6. The packaging laminate according to claim 1, wherein the adhesive for the adhesive layer is a polyurethane adhesive, an acrylate-based adhesive or a polyester-based adhesive.

7. The packaging laminate according to claim 1, wherein an adhesion promoter based on polyolefin is provided for the adhesion promoter layer.

8. The packaging laminate according to claim 1, wherein the support layer comprises a support layer made of aluminum and a primer layer, whereas a further modified surface layer, produced by silicatization or titanization, being provided between the support layer and the primer layer.

9. A method for producing a packaging laminate in the form of a support layer made of aluminum, which support layer is bonded to a polyolefin layer via an adhesive layer, wherein an aluminum film as the support layer is titanized or silicatized on a surface in order to form a modified surface layer, an adhesive is applied to the silicatized or titanized surface, and a polyolefin film is laminated onto the adhesive layer.

10. A method for producing a packaging laminate in the form of a support layer made of aluminum, which support layer is bonded to a polyolefin layer via a adhesion promoter layer, wherein an aluminum film is titanized or silicatized on a surface in order to form a modified surface layer and a adhesion promoter and a polyolefin film are co-extruded onto the silicatized or titanized surface.

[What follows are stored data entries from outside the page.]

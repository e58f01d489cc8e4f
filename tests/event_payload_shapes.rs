use feedpulse::broker::events::{new_event_id, CommentAction, CommentEvent, LikeAction, LikeEvent, PopularityEvent};

#[test]
fn like_event_serializes_with_documented_field_names() {
    let event = LikeEvent {
        event_id: new_event_id(),
        action: LikeAction::Like,
        user_id: 7,
        video_id: 42,
        occurred_at: chrono::Utc::now(),
    };
    let json: serde_json::Value = serde_json::to_value(&event).unwrap();
    for field in ["event_id", "action", "user_id", "video_id", "occurred_at"] {
        assert!(json.get(field).is_some(), "missing field {field}");
    }
    assert_eq!(json["action"], "like");
}

#[test]
fn comment_event_serializes_optional_fields_as_documented() {
    let event = CommentEvent {
        event_id: new_event_id(),
        action: CommentAction::Publish,
        comment_id: Some(1),
        username: Some("alice".to_string()),
        video_id: Some(42),
        author_id: Some(9),
        content: Some("nice video".to_string()),
        occurred_at: chrono::Utc::now(),
    };
    let json: serde_json::Value = serde_json::to_value(&event).unwrap();
    assert_eq!(json["action"], "publish");
    assert_eq!(json["video_id"], 42);
    assert_eq!(json["content"], "nice video");
}

#[test]
fn popularity_event_amount_is_signed() {
    let event = PopularityEvent::update(42, -1, chrono::Utc::now());
    let json: serde_json::Value = serde_json::to_value(&event).unwrap();
    assert_eq!(json["amount"], -1);
    assert_eq!(json["action"], "update");
}

#[test]
fn event_ids_are_unique_across_calls() {
    let a = new_event_id();
    let b = new_event_id();
    assert_ne!(a, b);
    assert_eq!(a.len(), 32);
}
pub mod auth;
pub mod broker;
pub mod config;
pub mod error;
pub mod handlers;
pub mod kv;
pub mod models;
pub mod repository;
pub mod services;
pub mod workers;

pub use config::Config;
pub use error::{AppError, AppResult};
pub mod events;

use std::time::Duration;

use rdkafka::config::ClientConfig;
use rdkafka::consumer::{CommitMode, Consumer, StreamConsumer};
use rdkafka::message::{Headers, Message, OwnedHeaders};
use rdkafka::producer::{FutureProducer, FutureRecord};
use serde::Serialize;

/// Exchange names from the broker topology. Each maps 1:1 onto a Kafka topic
/// of the same name; the "queue" bound to it is realised as a consumer group
/// subscribed to that topic (see SPEC_FULL.md §4.2).
pub const TOPIC_LIKE_EVENTS: &str = "like.events";
pub const TOPIC_COMMENT_EVENTS: &str = "comment.events";
pub const TOPIC_POPULARITY_EVENTS: &str = "video.popularity.events";

/// Thin wrapper over `FutureProducer` for the three topics this pipeline
/// publishes to. The routing key becomes both a Kafka message key (so all
/// events for one action class share partition ordering) and a header.
#[derive(Clone)]
pub struct EventProducer {
    producer: FutureProducer,
}

impl EventProducer {
    pub fn new(brokers: &str) -> anyhow::Result<Self> {
        let producer: FutureProducer = ClientConfig::new()
            .set("bootstrap.servers", brokers)
            .set("message.timeout.ms", "5000")
            .set("enable.idempotence", "true")
            .set("acks", "all")
            .set("retries", "3")
            .set("linger.ms", "5")
            .create()?;
        Ok(EventProducer { producer })
    }

    /// Publishes `payload` to `topic` under `routing_key`, waiting up to
    /// `deadline` for broker acknowledgement. Returns an error on timeout or
    /// broker rejection; the caller (a service, never a handler directly) is
    /// responsible for degrading to the inline fallback on failure.
    pub async fn publish<T: Serialize>(
        &self,
        topic: &str,
        routing_key: &str,
        payload: &T,
        deadline: Duration,
    ) -> anyhow::Result<()> {
        let body = serde_json::to_vec(payload)?;
        let headers = OwnedHeaders::new().insert(rdkafka::message::Header {
            key: "routing_key",
            value: Some(routing_key),
        });
        let record = FutureRecord::to(topic)
            .key(routing_key)
            .payload(&body)
            .headers(headers);

        match self.producer.send(record, deadline).await {
            Ok(_) => Ok(()),
            Err((err, _)) => Err(anyhow::anyhow!("kafka publish to {topic} failed: {err}")),
        }
    }
}

/// One decoded message handed to a worker's processing closure, along with
/// the means to ack (commit) or nack (skip commit, let redelivery happen).
pub struct DeliveredMessage {
    pub payload: Vec<u8>,
    pub routing_key: Option<String>,
}

/// A consumer bound to one topic under a named group, mirroring "one consumer
/// per queue" from the resource model. `run` drives the consume loop until
/// the provided `shutdown` future resolves.
pub struct EventConsumer {
    consumer: StreamConsumer,
}

impl EventConsumer {
    pub fn new(brokers: &str, group_id: &str, topic: &str) -> anyhow::Result<Self> {
        let consumer: StreamConsumer = ClientConfig::new()
            .set("bootstrap.servers", brokers)
            .set("group.id", group_id)
            .set("enable.auto.commit", "false")
            .set("auto.offset.reset", "earliest")
            .set("session.timeout.ms", "45000")
            .set("max.poll.interval.ms", "300000")
            .create()?;
        consumer.subscribe(&[topic])?;
        Ok(EventConsumer { consumer })
    }

    /// Consumes messages one at a time, handing each to `handle` and waiting
    /// for it to finish before the next `recv()`. `handle` returns `Ok(true)`
    /// to ack (commit the offset), `Ok(false)` to silently drop without
    /// committing (used by poison-message guards so delivery isn't retried
    /// forever on a payload that will never parse), and `Err` to nack
    /// (skip commit so the broker redelivers on rebalance/restart).
    ///
    /// Strictly sequential: there is no AMQP-style prefetch window here. A
    /// slow `handle` call delays the next `recv()` rather than overlapping
    /// with it.
    pub async fn run<F, Fut>(&self, mut handle: F) -> anyhow::Result<()>
    where
        F: FnMut(DeliveredMessage) -> Fut,
        Fut: std::future::Future<Output = anyhow::Result<bool>>,
    {
        loop {
            match self.consumer.recv().await {
                Ok(msg) => {
                    let payload = msg.payload().unwrap_or_default().to_vec();
                    let routing_key = msg.headers().and_then(|headers| {
                        headers.iter().find_map(|h| {
                            if h.key == "routing_key" {
                                h.value.map(|v| String::from_utf8_lossy(v).to_string())
                            } else {
                                None
                            }
                        })
                    });
                    let delivered = DeliveredMessage { payload, routing_key };
                    match handle(delivered).await {
                        Ok(true) => {
                            self.consumer.commit_message(&msg, CommitMode::Async)?;
                        }
                        Ok(false) => {
                            // poison message: ack by committing without having
                            // applied any effect.
                            self.consumer.commit_message(&msg, CommitMode::Async)?;
                        }
                        Err(err) => {
                            tracing::error!(error = %err, "event processing failed, not committing offset");
                        }
                    }
                }
                Err(err) => {
                    tracing::error!(error = %err, "kafka recv error");
                }
            }
        }
    }
}
pub mod comment_worker;
pub mod like_worker;
pub mod popularity_worker;

pub use comment_worker::CommentWorker;
pub use like_worker::LikeWorker;
pub use popularity_worker::PopularityWorker;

11. The method according to claim 9, wherein a coating layer or a protective layer made of plastics material is applied to the surface of the support layer facing away from the polyolefin layer.

12. The method according to claim 11, wherein the surface of the support layer facing the coating layer or the protective layer is titanized or silicatized.

13. The method according to claim 9, wherein a primer layer is applied to the titanized or silicatized surface layer of the aluminum film, which primer layer is titanized or silicatized and subsequently bonded to the polyolefin layer.

14. A packaging tray produced by deep-drawing a packaging laminate according to claim 1.

15. The packaging tray according to claim 14, wherein an oil for forming an oil layer is applied to at least one surface of the packaging laminate.